Et attendu qu'il est à propos de faire connaître à Nos sujets Notre sollicitude paternelle à l'égard des libertés et des propriétés de ceux qui habitent comme de ceux qui habiteront ces nouveaux gouvernements, afin que des établissements s'y forment rapidement, Nous avons cru opportun de publier et de déclarer par Notre présente proclamation, que nous avons par les lettres patentes revêtues de notre grand sceau de la Grande-Bretagne, en vertu desquelles lesdits gouvernements sont Constitués, donné le pouvoir et l'autorité aux gouverneurs de nos colonies respectives, d'ordonner et de convoquer, de l'avis et du consentement de notre Conseil dans leurs gouvernements respectifs, des que l'état et les conditions des colonies le permettront, des assemblées générales de la manière prescrite et suivie dans les colonies et les provinces d'Amérique placées sous notre gouvernement immédiat; que nous avons aussi accordé auxdits gouverneurs le pouvoir de faire, avec le consentement de nosdits conseils et des représentants du peuple qui devront être convoqués tel que susmentionné, de décréter et de sanctionner des lois, des statuts et des ordonnances pour assurer la paix publique, le bon ordre ainsi que le bon gouvernement desdites colonies, de leurs populations et de leurs habitants, conformément autant que possible aux lois d'Angleterre et aux règlements et restrictions en usage dans les autres colonies. Dans l'intervalle et jusqu'à ce que ces assemblées puissent être convoquées, tous ceux qui habitent ou qui iront habiter nosdites colonies peuvent se confier en Notre protection royale et compter Nos efforts pour leur assurer les bienfaits des lois de Notre royaume d'Angleterre; à cette fin Nous avons donné aux gouverneurs de Nos colonies sous Notre grand sceau, le pouvoir de créer et d'établir, de l'avis de Nosdits conseils, des tribunaux civils et des cours de justice publique dans Nosdites colonies pour entendre et juger toutes les causes aussi bien criminelles que civiles, suivant la loi et l'équité, conformément autant que possible aux lois anglaises; cependant, toute personne ayant raison de croire qu'elle a été lésée en matière civile par suite des jugements rendus par lesdites cours, aura la liberté d'en appeler à Nous siégeant en Notre Conseil privé conformément aux délais et aux restrictions prescrits en pareil cas.

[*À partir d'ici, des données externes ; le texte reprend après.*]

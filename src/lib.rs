//! # Cert Quiz
//!
//! 由 AI 实时出题的认证考试练习引擎
//!
//! ## 架构设计
//!
//! 本系统采用分层架构：
//!
//! ### ① 基础设施层（Clients / Storage）
//! - `clients/` - `TextGenerator` 接口与基于 async-openai 的 `LlmClient`
//! - `storage/` - 键值存储（内存 / 文件）与 `ProgressStore` 持久化
//!
//! ### ② 业务能力层（Services）
//! - `services/` - 描述"我能做什么"
//! - `QuestionGenerator` - 单题生成（超时 + 重试 + 校验）
//! - `BatchGenerator` - 批量生成（每批最多 5 题）
//! - `CertificationValidator` - 证书名称校验
//!
//! ### ③ 流程层（Workflow）
//! - `workflow/` - `QuizNavigation` 答题状态机，不做 I/O
//!
//! ### ④ 编排层（Orchestration）
//! - `orchestrator/` - `SessionOrchestrator`，持有会话并调度同步/后台出题
//!
//! ## 模块结构

pub mod clients;
pub mod config;
pub mod error;
pub mod models;
pub mod orchestrator;
pub mod services;
pub mod storage;
pub mod utils;
pub mod workflow;

// 重新导出常用类型
pub use clients::{LlmClient, TextGenerator};
pub use config::Config;
pub use error::{AppError, AppResult, GenerationError};
pub use models::{Question, QuizConfig, QuizRecord, QuizSession};
pub use orchestrator::{SessionOrchestrator, SessionPhase};
pub use services::{BatchGenerator, CertificationValidator, QuestionGenerator, RetryPolicy};
pub use storage::{FileStore, MemoryStore, ProgressStore};
pub use workflow::{NavigationEvent, QuizNavigation};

Nous avons également jugé opportun, de l'avis de Notredit Conseil privé, d'accorder aux gouverneurs et aux conseils de Nos trois nouvelles colonies sur le continent, le pouvoir et l'autorité de s'entendre et de conclure des arrangements avec les habitants de Nosdites nouvelles colonies et tous ceux qui iront s'y établir, au sujet des terres des habitations et de toute propriété dont Nous pourrons hériter et qu'il est ou sera en Notre pouvoir de disposer, et de leur en faire la concession, conformément aux termes, aux redevances, aux corvées et aux tributs modérés établis et requis dans les autres colonies, ainsi qu'aux autres conditions qu'il Nous paraîtra nécessaire et expédient d'imposer pour l'avantage des acquéreurs et le progrès et l'établissement de Nosdites colonies.

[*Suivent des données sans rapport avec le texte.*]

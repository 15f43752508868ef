use clap::{Parser, Subcommand};
use gf_press::{config, generate, logging, output, source};
use std::path::PathBuf;
use std::process::ExitCode;
use tracing::{debug, error};

/// Exit code for `--strict` builds where some pages failed.
const EXIT_PAGE_FAILURES: u8 = 2;

const SOURCE_ENV: &str = "GF_PRESS_SOURCE";
const OUTPUT_ENV: &str = "GF_PRESS_OUTPUT";

/// Flags for commands that read the catalog.
#[derive(clap::Args, Clone, Default)]
struct SourceArgs {
    /// JSON snapshot path or sqlite:// connection string [default: config source.connection]
    #[arg(long, env = SOURCE_ENV)]
    source: Option<String>,
}

/// Flags for `build`.
#[derive(clap::Args, Clone, Default)]
struct BuildArgs {
    #[command(flatten)]
    source: SourceArgs,

    /// Output directory [default: config build.output_dir]
    #[arg(long, env = OUTPUT_ENV)]
    output: Option<PathBuf>,

    /// Render workers, capped at the number of CPU cores
    #[arg(long, value_parser = parse_workers)]
    workers: Option<usize>,
}

/// At least one worker; rayon would read 0 as "one per core".
fn parse_workers(s: &str) -> Result<usize, String> {
    match s.parse::<usize>() {
        Ok(0) => Err("must be at least 1".to_string()),
        Ok(n) => Ok(n),
        Err(e) => Err(e.to_string()),
    }
}

impl BuildArgs {
    /// What `build` sees when no subcommand was given.
    fn from_env() -> Self {
        Self {
            source: SourceArgs {
                source: std::env::var(SOURCE_ENV).ok(),
            },
            output: std::env::var_os(OUTPUT_ENV).map(PathBuf::from),
            workers: None,
        }
    }
}

fn version_string() -> &'static str {
    let on_tag = env!("ON_RELEASE_TAG");
    if on_tag == "true" {
        env!("CARGO_PKG_VERSION")
    } else {
        let hash = env!("GIT_HASH");
        if hash.is_empty() {
            "dev@unknown"
        } else {
            // Leaked once at startup
            Box::leak(format!("dev@{hash}").into_boxed_str())
        }
    }
}

#[derive(Parser)]
#[command(name = "gf-press")]
#[command(about = "Static site generator for a gluten-free recipe catalog")]
#[command(long_about = "\
Static site generator for a gluten-free recipe catalog

The recipe database is the data source. Every published recipe becomes a
page with schema.org structured data, categories and tags become listing
pages, and the whole tree is swapped into place only once it is complete.

Output structure:

  dist/
  ├── index.html                     # Home: hero, featured, categories, latest
  ├── recipes/index.html             # Searchable listing (page 1)
  ├── recipes/page/2/index.html      # Further listing pages
  ├── recipe/{slug}/index.html       # One page per published recipe
  ├── category/{slug}/index.html     # One page per category
  ├── tag/{slug}/index.html          # One page per tag
  ├── sitemap.xml
  └── robots.txt

Sources:
  recipes.json                 JSON export of the recipe tables
  sqlite://recipes.db          Read-only query against the live database

Run 'gf-press gen-config' to generate a documented gf-press.toml.")]
#[command(version = version_string())]
struct Cli {
    /// Config file (optional; stock defaults when missing)
    #[arg(long, default_value = config::CONFIG_FILENAME, global = true)]
    config: PathBuf,

    /// Log debug output to stderr (RUST_LOG overrides)
    #[arg(long, short, global = true)]
    verbose: bool,

    /// Exit with code 2 when any page failed
    #[arg(long, global = true)]
    strict: bool,

    #[command(subcommand)]
    command: Option<Command>,
}

#[derive(Subcommand)]
enum Command {
    /// Export the catalog to a static site (the default)
    Build(BuildArgs),
    /// Read and validate the catalog without writing anything
    Check(SourceArgs),
    /// Print a stock gf-press.toml with all options documented
    GenConfig,
}

fn main() -> ExitCode {
    let cli = Cli::parse();
    logging::init(cli.verbose);

    match run(cli) {
        Ok(code) => code,
        Err(e) => {
            error!("{e}");
            eprintln!("error: {e}");
            ExitCode::FAILURE
        }
    }
}

fn run(cli: Cli) -> Result<ExitCode, Box<dyn std::error::Error>> {
    let command = cli
        .command
        .unwrap_or_else(|| Command::Build(BuildArgs::from_env()));

    match command {
        Command::Build(args) => {
            let site_config = config::load_config(&cli.config)?;
            let connection = resolve_connection(&args.source, &site_config);
            let output_dir = args
                .output
                .unwrap_or_else(|| PathBuf::from(&site_config.build.output_dir));
            let source = source::open_source(&connection);
            debug!(source = %source.describe(), output = %output_dir.display(), "building");

            let options = generate::BuildOptions {
                workers: args.workers,
                ..generate::BuildOptions::current_year()
            };
            let report = generate::build(source.as_ref(), &site_config, &output_dir, &options)?;
            output::print_build_report(&report);

            if cli.strict && report.failed > 0 {
                return Ok(ExitCode::from(EXIT_PAGE_FAILURES));
            }
        }
        Command::Check(args) => {
            let site_config = config::load_config(&cli.config)?;
            let connection = resolve_connection(&args, &site_config);
            let source = source::open_source(&connection);
            let report = generate::check(source.as_ref(), &site_config)?;
            output::print_check_report(&report);

            if cli.strict && !report.rejected.is_empty() {
                return Ok(ExitCode::from(EXIT_PAGE_FAILURES));
            }
        }
        Command::GenConfig => {
            print!("{}", config::stock_config_toml());
        }
    }

    Ok(ExitCode::SUCCESS)
}

/// Flag or `GF_PRESS_SOURCE` first, then `source.connection` from config.
fn resolve_connection(args: &SourceArgs, site_config: &config::SiteConfig) -> String {
    args.source
        .clone()
        .unwrap_or_else(|| site_config.source.connection.clone())
}

#[cfg(test)]
mod tests {
    use super::*;
    use clap::CommandFactory;
    use std::path::Path;

    #[test]
    fn cli_definition_is_valid() {
        Cli::command().debug_assert();
    }

    #[test]
    fn no_subcommand_parses() {
        let cli = Cli::try_parse_from(["gf-press"]).unwrap();
        assert!(cli.command.is_none());
        assert_eq!(cli.config, Path::new(config::CONFIG_FILENAME));
    }

    #[test]
    fn build_flags_parse() {
        let cli = Cli::try_parse_from([
            "gf-press", "--strict", "build", "--source", "r.json", "--output", "out", "--workers", "2",
        ])
        .unwrap();
        assert!(cli.strict);
        match cli.command {
            Some(Command::Build(args)) => {
                assert_eq!(args.source.source.as_deref(), Some("r.json"));
                assert_eq!(args.output, Some(PathBuf::from("out")));
                assert_eq!(args.workers, Some(2));
            }
            _ => panic!("expected build"),
        }
    }

    #[test]
    fn zero_workers_rejected() {
        let err = Cli::try_parse_from(["gf-press", "build", "--workers", "0"])
            .err()
            .expect("0 workers must not parse");
        assert!(err.to_string().contains("at least 1"));
        assert!(Cli::try_parse_from(["gf-press", "build", "--workers", "many"]).is_err());
        assert!(Cli::try_parse_from(["gf-press", "build", "--workers", "1"]).is_ok());
    }

    #[test]
    fn connection_flag_wins_over_config() {
        let site_config = config::SiteConfig::default();
        let args = SourceArgs {
            source: Some("sqlite://live.db".into()),
        };
        assert_eq!(resolve_connection(&args, &site_config), "sqlite://live.db");
        assert_eq!(
            resolve_connection(&SourceArgs::default(), &site_config),
            site_config.source.connection
        );
    }
}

Attendu que Nous désirons reconnaître et louer en toute occasion, la brave conduite des officiers et des soldats de Nos armées et leur décerner des récompenses, Nous enjoignons aux gouverneurs de Nosdites colonies et à tous les gouverneurs de nos diverses provinces sur le continent de l'Amérique du Nord et Nous leur accordons le pouvoir de concéder gratuitement aux officiers réformés qui ont servi dans l'Amérique du Nord pendant la dernière guerre et aux soldats qui ont été ou seront licencies en Amérique, lesquels résident actuellement dans ce pays et qui en feront personnellement la demande, les quantités de terre ci-après pour lesquelles une redevance égale à celle payée pour des terres situées dans la même province ne sera exigible qu'a l'expiration de dix années; lesquelles terres seront en outre sujettes aux mêmes conditions de culture et d'amélioration que les autres dans la même province:

A tous ceux qui ont obtenu le grade d'officier supérieur, 5000 acres.

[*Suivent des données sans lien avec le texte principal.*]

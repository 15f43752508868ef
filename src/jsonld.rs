//! Schema.org `Recipe` structured data.
//!
//! Builds the JSON-LD object embedded in every recipe page. Optional facts
//! are omitted rather than defaulted: an unknown prep time is not `PT0M`,
//! and missing nutrition values are not zeros.
//!
//! [`to_script_json`] is the only way JSON reaches a `<script>` element. It
//! escapes `<`, `>` and `&` as unicode escapes, so text such as
//! `</script>` inside a recipe field cannot end the block early.

use crate::config::SiteConfig;
use crate::naming;
use crate::types::{Recipe, Review};
use serde::Serialize;
use serde_json::{Map, Value, json};

/// ISO-8601 duration for a number of minutes.
pub fn iso_duration(minutes: u32) -> String {
    format!("PT{minutes}M")
}

/// Serialize a value for embedding inside a `<script>` element.
pub fn to_script_json<T: Serialize + ?Sized>(value: &T) -> Result<String, serde_json::Error> {
    let raw = serde_json::to_string(value)?;
    let mut out = String::with_capacity(raw.len());
    for c in raw.chars() {
        match c {
            '<' => out.push_str("\\u003c"),
            '>' => out.push_str("\\u003e"),
            '&' => out.push_str("\\u0026"),
            // Line and paragraph separators are legal in JSON but not in
            // older JavaScript string literals.
            '\u{2028}' => out.push_str("\\u2028"),
            '\u{2029}' => out.push_str("\\u2029"),
            c => out.push(c),
        }
    }
    Ok(out)
}

/// Round to one decimal place for rating values.
fn round1(value: f64) -> f64 {
    (value * 10.0).round() / 10.0
}

/// Build the `Recipe` object for one eligible recipe.
pub fn recipe_structured_data(recipe: &Recipe, reviews: &[Review], config: &SiteConfig) -> Value {
    let site = &config.site;
    let route = naming::recipe_route(&recipe.slug);
    let image = recipe
        .image
        .as_deref()
        .unwrap_or(&site.placeholder_image);

    let mut data = Map::new();
    data.insert("@context".into(), json!("https://schema.org"));
    data.insert("@type".into(), json!("Recipe"));
    data.insert("name".into(), json!(recipe.title));
    data.insert("description".into(), json!(recipe.description));
    data.insert("url".into(), json!(naming::canonical_url(&site.base_url, &route)));
    data.insert("image".into(), json!([naming::absolute_url(&site.base_url, image)]));
    data.insert(
        "author".into(),
        json!({ "@type": "Organization", "name": site.name }),
    );
    data.insert(
        "publisher".into(),
        json!({ "@type": "Organization", "name": site.name }),
    );
    data.insert(
        "datePublished".into(),
        json!(recipe.created_at.format("%Y-%m-%d").to_string()),
    );
    data.insert("recipeCategory".into(), json!(recipe.category));
    data.insert(
        "suitableForDiet".into(),
        json!("https://schema.org/GlutenFreeDiet"),
    );
    if !recipe.tags.is_empty() {
        data.insert("keywords".into(), json!(recipe.tags.join(", ")));
    }
    if let Some(servings) = recipe.servings {
        data.insert("recipeYield".into(), json!(format!("{servings} servings")));
    }

    if let Some(prep) = recipe.prep_time {
        data.insert("prepTime".into(), json!(iso_duration(prep)));
    }
    if let Some(cook) = recipe.cook_time {
        data.insert("cookTime".into(), json!(iso_duration(cook)));
    }
    if let Some(total) = recipe.display_minutes() {
        data.insert("totalTime".into(), json!(iso_duration(total)));
    }

    data.insert("recipeIngredient".into(), json!(recipe.ingredients));
    let steps: Vec<Value> = recipe
        .instructions
        .iter()
        .enumerate()
        .map(|(i, text)| {
            json!({
                "@type": "HowToStep",
                "position": i + 1,
                "text": text,
            })
        })
        .collect();
    data.insert("recipeInstructions".into(), Value::Array(steps));

    if let Some(nutrition) = nutrition(recipe) {
        data.insert("nutrition".into(), nutrition);
    }

    if let Some((aggregate, entries)) = ratings(recipe, reviews) {
        data.insert("aggregateRating".into(), aggregate);
        if !entries.is_empty() {
            data.insert("review".into(), Value::Array(entries));
        }
    }

    Value::Object(data)
}

fn nutrition(recipe: &Recipe) -> Option<Value> {
    let calories = recipe.calories?;
    let mut n = Map::new();
    n.insert("@type".into(), json!("NutritionInformation"));
    n.insert("calories".into(), json!(format!("{} calories", fmt_number(calories))));
    let grams = [
        ("proteinContent", recipe.protein),
        ("carbohydrateContent", recipe.carbs),
        ("fatContent", recipe.fat),
        ("fiberContent", recipe.fiber),
    ];
    for (key, value) in grams {
        if let Some(v) = value {
            n.insert(key.into(), json!(format!("{} g", fmt_number(v))));
        }
    }
    Some(Value::Object(n))
}

/// `12.0` → `"12"`, `12.5` → `"12.5"`.
pub fn fmt_number(value: f64) -> String {
    if value.fract() == 0.0 {
        format!("{value:.0}")
    } else {
        format!("{}", round1(value))
    }
}

/// Aggregate rating plus individual review entries.
///
/// Fetched reviews win over the static rating, and the review count always
/// equals the number of review entries emitted.
fn ratings(recipe: &Recipe, reviews: &[Review]) -> Option<(Value, Vec<Value>)> {
    if !reviews.is_empty() {
        let mean = reviews.iter().map(|r| r.rating).sum::<f64>() / reviews.len() as f64;
        let entries: Vec<Value> = reviews.iter().map(review_entry).collect();
        let aggregate = json!({
            "@type": "AggregateRating",
            "ratingValue": round1(mean),
            "reviewCount": entries.len(),
            "bestRating": 5,
            "worstRating": 1,
        });
        return Some((aggregate, entries));
    }
    let rating = recipe.rating.filter(|r| *r > 0.0)?;
    let aggregate = json!({
        "@type": "AggregateRating",
        "ratingValue": round1(rating),
        "ratingCount": 1,
        "bestRating": 5,
        "worstRating": 1,
    });
    Some((aggregate, Vec::new()))
}

fn review_entry(review: &Review) -> Value {
    let mut entry = Map::new();
    entry.insert("@type".into(), json!("Review"));
    entry.insert(
        "author".into(),
        json!({ "@type": "Person", "name": review.author }),
    );
    entry.insert(
        "reviewRating".into(),
        json!({ "@type": "Rating", "ratingValue": round1(review.rating), "bestRating": 5 }),
    );
    if let Some(comment) = &review.comment {
        entry.insert("reviewBody".into(), json!(comment));
    }
    if let Some(date) = review.created_at {
        entry.insert(
            "datePublished".into(),
            json!(date.format("%Y-%m-%d").to_string()),
        );
    }
    Value::Object(entry)
}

A chaque capitaine, 3000 acres.

A chaque officier subalterne ou d'état major, 2000 acres.

A chaque sous-officier, 200 acres.

A chaque soldat, 50 acres.

Nous enjoignons aux gouverneurs et aux commandants en chef de toutes Nos colonies sur le continent de l'Amérique du Nord, et Nous les autorisons de concéder aux mêmes conditions la même quantité de terre aux officiers réformés de Notre marine, d'un rang équivalent, qui ont servi sur Nos vaisseaux de guerre dans l'Amérique du Nord lors de la réduction de Louisbourg et de Québec, pendant la dernière guerre, et qui s'adresseront personnellement à Nos gouverneurs pour obtenir des concessions.

Attendu qu'il est juste, raisonnable et essentiel pour Notre intérêt et la sécurité de Nos colonies de prendre des mesures pour assurer aux nations ou tribus sauvages qui sont en relations avec Nous et qui vivent sous Notre protection, la possession entière et paisible des parties de Nos possessions et territoires qui ont été ni concédées ni achetées et ont été réservées pour ces tribus ou quelques-unes d'entre elles comme territoires de chasse, Nous déclarons par conséquent de l'avis de Notre Conseil privé, que c'est Notre volonté et Notre plaisir et nous enjoignons à tout gouverneur et à tout commandant en chef de Nos colonies de Québec, de la Floride Orientale et de la Floride Occidentale, de n'accorder sous aucun prétexte des permis d'arpentage ni aucun titre de propriété sur les terres situées au-delà des limites de leur gouvernement respectif, conformément à la délimitation contenue dans leur commission. Nous enjoignons pour la même raison à tout gouverneur et à tout commandant en chef de toutes Nos autres colonies ou de Nos autres plantations en Amérique, de n'accorder présentement et jusqu'à ce que Nous ayons fait connaître Nos intentions futures, aucun permis d'arpentage ni aucun titre de propriété sur les terres situées au-delà de la tête ou source de toutes les rivières qui vont de l'ouest et du nord-ouest se jeter dans l'océan Atlantique ni sur celles qui ont été ni cédées ni achetées par Nous, tel que susmentionné, et ont été réservées pour les tribus sauvages susdites ou quelques-unes d'entre elles.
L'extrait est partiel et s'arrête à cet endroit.